The most common benign soft-tissue masses are lipomas and their variants. Moreover, fibrous histiocytoma, nodular fasciitis, hemangioma, and schwannoma may occur in soft tissues, in this order of frequency4,11).
Schwannomas are benign tumors that arise from nerve sheath cells of peripheral nerves but rarely from within the muscle tissue. Less than 1% become malignant and transform into a form of cancer known as neurofibrosacroma11). Progressive rapid growth with pain and cystic changes may be signs of malignant transformation2). Although schwannomas can occur anywhere in the body, typical schwannoma cases are observed in the head and neck, with rates of 25% and 45%, respectively 11). About 3-quarters of benign solitary schwannomas are located in the upper limb arising from the brachial plexus or other nerves within the posterior triangle of the neck5). Complete surgical resection is the treatment of choice anywhere within the spinal axis6).
Intramuscular schwannomas originate from a small nerve branch within the muscle, and they are uncommonly associated with neurological symptoms including radiating pain, numbness, or motor weakness8). In cases of the psoas muscle involving schwannoma, abdominal pain and femoral nerve neuropathy may occur1,3,7). In our case, intramuscular schwannoma occurred in the multifidus muscle at the L5 level. Our patient complained of tenderness without radiating pain and lower extremity weakness.
The dominant nerve of the paraspinal muscles is the lumbar dorsal ramus nerve, a branch of the spinal nerve that forms from the dorsal root. The dorsal ramus nerve innervates a narrow strip of the skin and muscle along the back. This distribution of the nerve is of prime importance for the diagnosis of a nerve sheath tumor4,11).
In MRIs’, the lesion may have intermediate signal intensity on T1-WI, and heterogeneous on T2-WI2). After contrast enhancement, the cystic lesion and well-enhanced peripheral or solid mass lesions are clearly distinct from each other. In the split fat sign, entering and exiting nerve in low-signal, and a thin hyperintense rim were detected10). Low signal margin and fascicular sign on MRI are strong suggestive findings for diagnosing schwannoma10).
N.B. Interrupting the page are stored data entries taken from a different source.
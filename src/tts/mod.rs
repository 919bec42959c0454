//! Text-to-speech: synthesizer backends, WAV assembly and stream framing.
//!
//! ```text
//! sentence ──▶ SpeechSynthesizer ──▶ raw PCM ──▶ pcm_to_wav ──▶ WAV
//!                                                    │
//!                                   chat_stream ─────┴──▶ encode_chunk
//! ```

pub mod engine;
pub mod framing;
pub mod wav;

pub use engine::{ApiSynthesizer, SpeechSynthesizer, TtsError};
pub use framing::{decode_stream, encode_chunk, end_marker, frame_payload, END_MARKER};
pub use wav::{pcm_to_wav, AudioError};

#[cfg(test)]
pub use engine::MockSynthesizer;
The target sign was observed on T2-WI. This sign corresponded to the Antoni A area centrally and hyperintense peripheral rim similar to the Antoni B area. The MRI remains an important diagnostic tool; diffusion-weighted MRI may be used to differentiate benign paraspinal schwannomas from those of malignant nature9). The typical signs of schwannomas are more common in major nerve schwannomas than intramuscular schwannomas12).
The Antoni A area is composed of compact spindle cells arranged in short bundles or interlacing fascicles. The Antoni B area is highly vascularized, less cellular, and lacks distinctive architectural structures1). Immunohistochemically, strong S-100 protein expression was observed.
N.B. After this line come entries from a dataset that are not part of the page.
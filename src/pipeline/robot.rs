//! Robot command pipeline: speech → JSON actions.
//!
//! ```text
//! wav ─▶ transcribe ─▶ CommandRouter::route ──Some──▶ actions   (keyword, ~1 ms)
//!                              │
//!                              └─None──▶ [gate] LLM, JSON mode ─▶ actions (llm)
//! ```
//!
//! Both paths record the exchange in the pipeline's history; the keyword
//! path stores the serialized actions as the assistant turn so the model
//! sees a consistent conversation.

use std::sync::Arc;
use std::time::Instant;

use serde::Serialize;

use crate::command::{ActionList, CommandRouter};
use crate::llm::{ConversationHistory, GenerationEngine};
use crate::stt::SpeechRecognizer;

use super::gate::EngineGate;
use super::runner::{round_secs, transcribe, PipelineError};

// ---------------------------------------------------------------------------
// Response types
// ---------------------------------------------------------------------------

/// Which stage resolved the command.
#[derive(Debug, Clone, Copy, PartialEq, Eq, Serialize)]
#[serde(rename_all = "lowercase")]
pub enum RoutedBy {
    Keyword,
    Llm,
}

/// Stage timings in seconds.
#[derive(Debug, Clone, Default, PartialEq, Serialize)]
pub struct CommandTiming {
    pub asr_seconds: f64,
    #[serde(skip_serializing_if = "Option::is_none")]
    pub routing_seconds: Option<f64>,
    #[serde(skip_serializing_if = "Option::is_none")]
    pub llm_seconds: Option<f64>,
    pub total_seconds: f64,
}

/// Result of one robot command.
///
/// Serializes flat: `{"transcription", "actions", "confirmation"?,
/// "_routed_by", "_timing"}`.
#[derive(Debug, Clone, Serialize)]
pub struct CommandResponse {
    pub transcription: String,
    #[serde(flatten)]
    pub actions: ActionList,
    #[serde(skip_serializing_if = "Option::is_none")]
    pub confirmation: Option<String>,
    #[serde(rename = "_routed_by")]
    pub routed_by: RoutedBy,
    #[serde(rename = "_timing")]
    pub timing: CommandTiming,
}

// ---------------------------------------------------------------------------
// RobotPipeline
// ---------------------------------------------------------------------------

pub struct RobotPipeline {
    stt: Arc<dyn SpeechRecognizer>,
    llm: Arc<dyn GenerationEngine>,
    gate: EngineGate,
    history: Arc<ConversationHistory>,
    router: CommandRouter,
}

impl RobotPipeline {
    pub fn new(
        stt: Arc<dyn SpeechRecognizer>,
        llm: Arc<dyn GenerationEngine>,
        gate: EngineGate,
        history: Arc<ConversationHistory>,
    ) -> Self {
        Self {
            stt,
            llm,
            gate,
            history,
            router: CommandRouter::new(),
        }
    }

    pub fn history(&self) -> &ConversationHistory {
        &self.history
    }

    /// Transcribe `wav` and resolve the spoken command.
    pub async fn command(&self, wav: Vec<u8>) -> Result<CommandResponse, PipelineError> {
        let started = Instant::now();
        let text = transcribe(&self.stt, wav).await?;
        let asr_secs = started.elapsed().as_secs_f64();
        log::info!("[robot] ASR ({asr_secs:.2}s): {text}");

        self.resolve(text, asr_secs, started).await
    }

    /// Resolve an already transcribed command.
    pub async fn command_text(&self, text: &str) -> Result<CommandResponse, PipelineError> {
        let text = text.trim();
        if text.is_empty() {
            return Err(PipelineError::NoSpeech);
        }
        self.resolve(text.to_string(), 0.0, Instant::now()).await
    }

    /// Clear this pipeline's conversation history.
    pub fn reset(&self) {
        self.history.clear();
        log::info!("[robot] history cleared");
    }

    async fn resolve(
        &self,
        text: String,
        asr_secs: f64,
        started: Instant,
    ) -> Result<CommandResponse, PipelineError> {
        // Fast path: deterministic keyword routing.
        if let Some(actions) = self.router.route(&text) {
            let routing_secs = started.elapsed().as_secs_f64() - asr_secs;
            log::info!(
                "[robot] KEYWORD ({routing_secs:.4}s): {text} -> {:?}",
                actions.kinds()
            );
            self.history.add_exchange(&text, &actions.to_json_string());

            return Ok(CommandResponse {
                confirmation: Some(actions.confirmation()),
                transcription: text,
                actions,
                routed_by: RoutedBy::Keyword,
                timing: CommandTiming {
                    asr_seconds: round_secs(asr_secs, 2),
                    routing_seconds: Some(round_secs(routing_secs, 4)),
                    llm_seconds: None,
                    total_seconds: round_secs(started.elapsed().as_secs_f64(), 2),
                },
            });
        }

        // Fallback: let the model produce the JSON.
        let messages = self.history.get_messages(&text);
        let llm = Arc::clone(&self.llm);
        let llm_started = Instant::now();
        let raw = self
            .gate
            .run_blocking(move || llm.generate_blocking(&messages, true))
            .await??;
        let llm_secs = llm_started.elapsed().as_secs_f64();

        log::info!(
            "[robot] LLM ({llm_secs:.2}s): {}",
            raw.chars().take(120).collect::<String>()
        );
        self.history.add_exchange(&text, &raw);

        let actions = ActionList::from_model_output(&raw);
        let total_secs = started.elapsed().as_secs_f64();
        log::info!("[robot] total pipeline: {total_secs:.2}s");

        Ok(CommandResponse {
            transcription: text,
            actions,
            confirmation: None,
            routed_by: RoutedBy::Llm,
            timing: CommandTiming {
                asr_seconds: round_secs(asr_secs, 2),
                routing_seconds: None,
                llm_seconds: Some(round_secs(llm_secs, 2)),
                total_seconds: round_secs(total_secs, 2),
            },
        })
    }
}

// ---------------------------------------------------------------------------
// Tests
// ---------------------------------------------------------------------------

#[cfg(test)]
mod tests {
    use super::*;
    use crate::command::ActionKind;
    use crate::pipeline::testing::ScriptedLlm;
    use crate::stt::{MockRecognizer, SttError};

    fn make_pipeline(stt: MockRecognizer, llm: Arc<ScriptedLlm>) -> RobotPipeline {
        RobotPipeline::new(
            Arc::new(stt),
            llm,
            EngineGate::new(),
            Arc::new(ConversationHistory::in_memory("robot", "solo JSON", 10)),
        )
    }

    #[tokio::test]
    async fn keyword_path_skips_the_model() {
        let llm = Arc::new(ScriptedLlm::reply("{}"));
        let robot = make_pipeline(MockRecognizer::ok("avanza dos metros"), Arc::clone(&llm));

        let response = robot.command(b"wav".to_vec()).await.unwrap();

        assert_eq!(response.routed_by, RoutedBy::Keyword);
        assert_eq!(response.transcription, "avanza dos metros");
        assert_eq!(response.actions.kinds(), vec![ActionKind::Move]);
        assert_eq!(response.actions.actions()[0].param_f64("distance"), Some(2.0));
        assert!(response.confirmation.is_some());
        assert_eq!(llm.calls(), 0);

        // The keyword exchange is part of the history.
        assert_eq!(robot.history().len(), 2);
        let messages = robot.history().get_messages("x");
        assert!(messages[2].content.contains("\"move\""));
    }

    #[tokio::test]
    async fn unmatched_text_falls_back_to_json_model() {
        let llm = Arc::new(ScriptedLlm::reply(
            r#"{"actions":[{"action":"dance","params":{}}]}"#,
        ));
        let robot = make_pipeline(MockRecognizer::ok("unused"), Arc::clone(&llm));

        let response = robot.command_text("haz algo divertido").await.unwrap();

        assert_eq!(response.routed_by, RoutedBy::Llm);
        assert_eq!(response.actions.kinds(), vec![ActionKind::Dance]);
        assert!(response.confirmation.is_none());
        assert_eq!(llm.calls(), 1);
        assert_eq!(llm.last_json_mode(), Some(true));
        assert_eq!(robot.history().len(), 2);
    }

    #[tokio::test]
    async fn malformed_model_output_becomes_error_action() {
        let llm = Arc::new(ScriptedLlm::reply("lo siento, no sé"));
        let robot = make_pipeline(MockRecognizer::ok("unused"), llm);

        let response = robot.command_text("cuál es la capital de Francia").await.unwrap();

        let action = &response.actions.actions()[0];
        assert_eq!(action.kind(), ActionKind::Error);
        assert_eq!(action.param_str("raw"), Some("lo siento, no sé"));
    }

    #[tokio::test]
    async fn bare_action_object_is_wrapped() {
        let llm = Arc::new(ScriptedLlm::reply(r#"{"action":"grab","params":{}}"#));
        let robot = make_pipeline(MockRecognizer::ok("unused"), llm);

        let response = robot.command_text("recoge la pelota roja").await.unwrap();
        assert_eq!(response.actions.kinds(), vec![ActionKind::Grab]);
    }

    #[tokio::test]
    async fn blank_transcription_is_no_speech() {
        let robot = make_pipeline(MockRecognizer::ok("   "), Arc::new(ScriptedLlm::reply("{}")));
        let err = robot.command(b"wav".to_vec()).await.unwrap_err();
        assert!(matches!(err, PipelineError::NoSpeech));

        let err = robot.command_text("").await.unwrap_err();
        assert!(matches!(err, PipelineError::NoSpeech));
    }

    #[tokio::test]
    async fn recognizer_failure_is_propagated() {
        let robot = make_pipeline(
            MockRecognizer::err(SttError::Timeout),
            Arc::new(ScriptedLlm::reply("{}")),
        );
        let err = robot.command(b"wav".to_vec()).await.unwrap_err();
        assert!(matches!(err, PipelineError::Stt(SttError::Timeout)));
    }

    #[tokio::test]
    async fn reset_clears_history() {
        let robot = make_pipeline(MockRecognizer::ok("para"), Arc::new(ScriptedLlm::reply("{}")));
        robot.command(b"wav".to_vec()).await.unwrap();
        assert!(!robot.history().is_empty());
        robot.reset();
        assert!(robot.history().is_empty());
    }

    #[tokio::test]
    async fn response_serializes_flat() {
        let robot = make_pipeline(MockRecognizer::ok("para"), Arc::new(ScriptedLlm::reply("{}")));
        let response = robot.command(b"wav".to_vec()).await.unwrap();

        let json = serde_json::to_value(&response).unwrap();
        assert_eq!(json["transcription"], "para");
        assert_eq!(json["actions"][0]["action"], "stop");
        assert_eq!(json["_routed_by"], "keyword");
        assert!(json["_timing"]["routing_seconds"].is_number());
        assert!(json["_timing"].get("llm_seconds").is_none());
    }
}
There was possibly only one case of dorsal ramus nerve schwannoma within the erector spinae muscles4). This case report describes a rare paraspinal schwannoma located in the multifidus muscle.


When a patient has a palpable, intramuscular back mass, an MRI should be considered. Although rare, schwannoma should be included in the differential diagnosis of a well-defined, oval-shaped soft tissue mass arising within the paraspinal muscles.


No potential conflict of interest relevant to this article was reported.

Fig. 1
Magnetic resonance imaging scan reveals an oval-shaped mass with high signal intensity (SI) and central intermediate SI foci on T2-weighted image; (A) sagittal, (B) axial. Heterogeneous intermediate SI on T1; (C) sagittal, (D) axial.
Fig. 2
Operative photographs show an oval shaped, well-encapsulated tumor (A) measuring approximately 2.0×2.0×3.5 cm (B).
Fig. 3
Histopathologically, the biphasic areas are noted as compact areas of spindle cells (Antoni A tissue), alternating with loosely arranged foci (Antoni B) (A), and S-100 protein expression (B).